5.73 ms ± 831 μs per loop (mean ± std. dev. of 5 runs, 10 loops each)


In [12]:
def duckdb_car_price_func():
    duckdb.read_csv("car_price_dataset.csv")
    duckdb.sql('''
    with temp_data as (
        SELECT
            Brand,
            Model,
            Year,
            Price,
            row_number() over (partition by Brand, Year order by Price desc) as rn
        FROM 'car_price_dataset.csv'
    )
    SELECT
        Brand,
        Model,
        Year,
        Price
    FROM temp_data
    WHERE rn = 2
    ''').to_csv('car_price_duckdb.csv')
    

In [13]:
%%timeit -n10 -r5
duckdb_car_price_func()

142 ms ± 4.35 ms per loop (mean ± std. dev. of 5 runs, 10 loops each)

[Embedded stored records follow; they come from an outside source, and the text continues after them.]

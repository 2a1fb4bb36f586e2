//! Shared fixtures for handler and event tests.

use std::sync::Arc;

use gridnode_cluster::{ConnectFuture, NodeRegistry, PeerConnector};
use gridnode_core::JsonCodec;
use gridnode_models::{DenseEngine, ModelManager, ObjectStore};
use gridnode_relay::{CommandRelay, ObjectCommandEngine};
use gridnode_state::StateStore;

use crate::ApiState;

/// Accepts any uri except ones containing "refuse".
#[derive(Debug, Clone, Default)]
pub struct FakeConnector;

impl PeerConnector for FakeConnector {
    type Connection = String;

    fn connect<'a>(&'a self, uri: &'a str) -> ConnectFuture<'a, String> {
        Box::pin(async move {
            if uri.contains("refuse") {
                Err("connection refused".to_string())
            } else {
                Ok(uri.to_string())
            }
        })
    }
}

pub fn test_state() -> ApiState<FakeConnector> {
    let store = Arc::new(StateStore::open_in_memory().unwrap());
    let objects = ObjectStore::new();
    ApiState {
        models: Arc::new(ModelManager::new(
            store.clone(),
            objects.clone(),
            Arc::new(JsonCodec),
        )),
        relay: Arc::new(CommandRelay::new(
            objects,
            Arc::new(ObjectCommandEngine),
            store,
        )),
        registry: Arc::new(NodeRegistry::new(FakeConnector)),
        inference: Arc::new(DenseEngine),
    }
}
//! HTTP handlers.
//!
//! Model manager results carry their own error kind; this module is where
//! those kinds become status codes.

use axum::Json;
use axum::extract::{Path, State};
use axum::http::StatusCode;
use axum::response::{IntoResponse, Response};
use serde::Deserialize;
use serde_json::{Value, json};
use tracing::debug;

use gridnode_cluster::PeerConnector;
use gridnode_core::transport;
use gridnode_models::ModelError;

use crate::ApiState;

/// Banner returned by `/identity/` so deploy tooling can tell a grid node
/// apart from whatever else answers on the port.
pub const IDENTITY_BANNER: &str = "OpenGrid";

fn error_response(msg: &str, status: StatusCode) -> Response {
    (status, Json(json!({ "success": false, "error": msg }))).into_response()
}

fn status_for(err: &ModelError) -> StatusCode {
    match err {
        ModelError::AlreadyExists(_) => StatusCode::CONFLICT,
        ModelError::NotFound(_) => StatusCode::NOT_FOUND,
        ModelError::Decode(_) => StatusCode::BAD_REQUEST,
        ModelError::Persistence(_) | ModelError::Execution(_) => {
            StatusCode::INTERNAL_SERVER_ERROR
        }
    }
}

// ── Identity ───────────────────────────────────────────────────

/// GET /identity/
pub async fn identity() -> &'static str {
    IDENTITY_BANNER
}

// ── Models ─────────────────────────────────────────────────────

/// GET /models/
pub async fn list_models<C: PeerConnector>(State(state): State<ApiState<C>>) -> Response {
    match state.models.list() {
        Ok(ids) => Json(json!({ "success": true, "models": ids })).into_response(),
        Err(e) => error_response(&e.to_string(), status_for(&e)),
    }
}

/// Body of POST /serve-model/.
#[derive(Debug, Deserialize)]
pub struct ServeModelRequest {
    pub model_id: String,
    /// Hex-encoded serialized model.
    pub model: String,
}

/// POST /serve-model/
pub async fn serve_model<C: PeerConnector>(
    State(state): State<ApiState<C>>,
    Json(req): Json<ServeModelRequest>,
) -> Response {
    let blob = match transport::decode(&req.model) {
        Ok(blob) => blob,
        Err(e) => return error_response(&e.to_string(), StatusCode::BAD_REQUEST),
    };
    debug!(model_id = %req.model_id, bytes = blob.len(), "serve-model request");

    match state.models.save(&blob, &req.model_id) {
        Ok(message) => Json(json!({ "success": true, "message": message })).into_response(),
        Err(e) => error_response(&e.to_string(), status_for(&e)),
    }
}

/// Body of POST /delete-model/.
#[derive(Debug, Deserialize)]
pub struct DeleteModelRequest {
    pub model_id: String,
}

/// POST /delete-model/
pub async fn delete_model<C: PeerConnector>(
    State(state): State<ApiState<C>>,
    Json(req): Json<DeleteModelRequest>,
) -> Response {
    match state.models.delete(&req.model_id) {
        Ok(message) => Json(json!({ "success": true, "message": message })).into_response(),
        Err(e) => error_response(&e.to_string(), StatusCode::NOT_FOUND),
    }
}

/// Body of POST /models/{model_id}.
#[derive(Debug, Deserialize)]
pub struct InferenceRequest {
    /// Hex-encoded serialized input tensor.
    pub data: String,
}

/// POST /models/{model_id}
pub async fn model_inference<C: PeerConnector>(
    State(state): State<ApiState<C>>,
    Path(model_id): Path<String>,
    Json(req): Json<InferenceRequest>,
) -> Response {
    let input = match transport::decode(&req.data)
        .map_err(|e| e.to_string())
        .and_then(|bytes| {
            state
                .models
                .codec()
                .decode_tensor(&bytes)
                .map_err(|e| e.to_string())
        }) {
        Ok(input) => input,
        Err(e) => return error_response(&e, StatusCode::BAD_REQUEST),
    };

    match state.models.infer(&model_id, input, state.inference.as_ref()) {
        Ok(output) => Json(json!({
            "success": true,
            "prediction": output.data,
            "shape": output.shape,
        }))
        .into_response(),
        Err(e) => error_response(&e.to_string(), status_for(&e)),
    }
}

// ── Dataset tags ───────────────────────────────────────────────

/// GET /dataset-tags
pub async fn dataset_tags<C: PeerConnector>(State(state): State<ApiState<C>>) -> Response {
    let tags: Vec<String> = state.relay.objects().tags().into_iter().collect();
    Json(tags).into_response()
}

/// POST /search
pub async fn search_dataset_tags<C: PeerConnector>(
    State(state): State<ApiState<C>>,
    Json(body): Json<Value>,
) -> Response {
    let Some(query) = body.get("query").and_then(Value::as_array) else {
        return StatusCode::BAD_REQUEST.into_response();
    };
    let query: Vec<String> = query
        .iter()
        .filter_map(Value::as_str)
        .map(str::to_string)
        .collect();

    let hits = state.relay.objects().search(&query);
    Json(json!({ "content": !hits.is_empty() })).into_response()
}

// ── Peers ──────────────────────────────────────────────────────

/// GET /peers
pub async fn list_peers<C: PeerConnector>(State(state): State<ApiState<C>>) -> Response {
    Json(json!({
        "node": state.registry.identity(),
        "peers": state.registry.peers().await,
    }))
    .into_response()
}
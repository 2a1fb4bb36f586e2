//! gridnode-relay — remote command handling for a GridNode.
//!
//! ```text
//! hex message ─▶ CommandRelay
//!                  ├── object store empty? ─▶ SnapshotStore::recover
//!                  ├── hex decode
//!                  ├── ExecutionEngine::execute (may mutate ObjectStore)
//!                  ├── SnapshotStore::snapshot (full image, every command)
//!                  └── hex encode ─▶ response
//! ```
//!
//! Failures never leave the relay: `CommandRelay::handle` answers with the
//! error text in place of the response.

pub mod engine;
pub mod error;
pub mod relay;

pub use engine::{Command, CommandReply, ExecutionEngine, ObjectCommandEngine};
pub use error::{RelayError, RelayResult};
pub use relay::CommandRelay;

DuckDB gives the worst results and polars gives the best for this dataset

## Spotify Dataset

Let's use a larger dataset for comparison this time. This time we are going to use the spotify dataset that can be found here: https://www.kaggle.com/datasets/anandshaw2001/top-spotify-songs-in-73-countries

We are specifically going to look for the 3rd most popular song per country

In [24]:
df = pd.read_csv('Top_spotify_songs.csv')
print(df.shape)

(1728382, 25)


This dataset has 1.7m rows

In [14]:
def pandas_spotify_func():
    df = pd.read_csv('Top_spotify_songs.csv')
    out = df.sort_values('popularity', ascending=False).groupby('country', as_index=False).nth(3) [["name", "artists", "country", "popularity"]]
    out.to_csv('spotify_pandas.csv')

In [15]:
%%timeit -n10 -r1
pandas_spotify_func()

7.37 s ± 0 ns per loop (mean ± std. dev. of 1 run, 10 loops each)


In [16]:
def polars_spotify_func():
    df = pl.read_csv('Top_spotify_songs.csv')
    df = df.select('name', 'artists', 'country', 'popularity', pl.col('popularity').rank('ordinal', descending=True).over('country').alias('popularity_rank'))
    df = df.filter(pl.col("popularity_rank") == 3).select('name', 'artists', 'country', 'popularity')
    df.write_csv('spotify_polars.csv')

In [17]:
%%timeit -n10 -r1
polars_spotify_func()

784 ms ± 0 ns per loop (mean ± std. dev. of 1 run, 10 loops each)


In [18]:
def duckdb_spotify_func():
    duckdb.read_csv("Top_spotify_songs.csv")
    duckdb.sql('''
    with temp_data as (
        SELECT
            name,
            artists,
            country,
            popularity,
            row_number() over (partition by country order by popularity desc) as rn
        FROM 'Top_spotify_songs.csv'
    )
    SELECT
        name,
        artists,
        country,
        popularity
    FROM temp_data
    WHERE rn = 3
    ''').to_csv('spotify_duckdb.csv')

In [19]:
%%timeit -n10 -r1
duckdb_spotify_func()

1.64 s ± 0 ns per loop (mean ± std. dev. of 1 run, 10 loops each)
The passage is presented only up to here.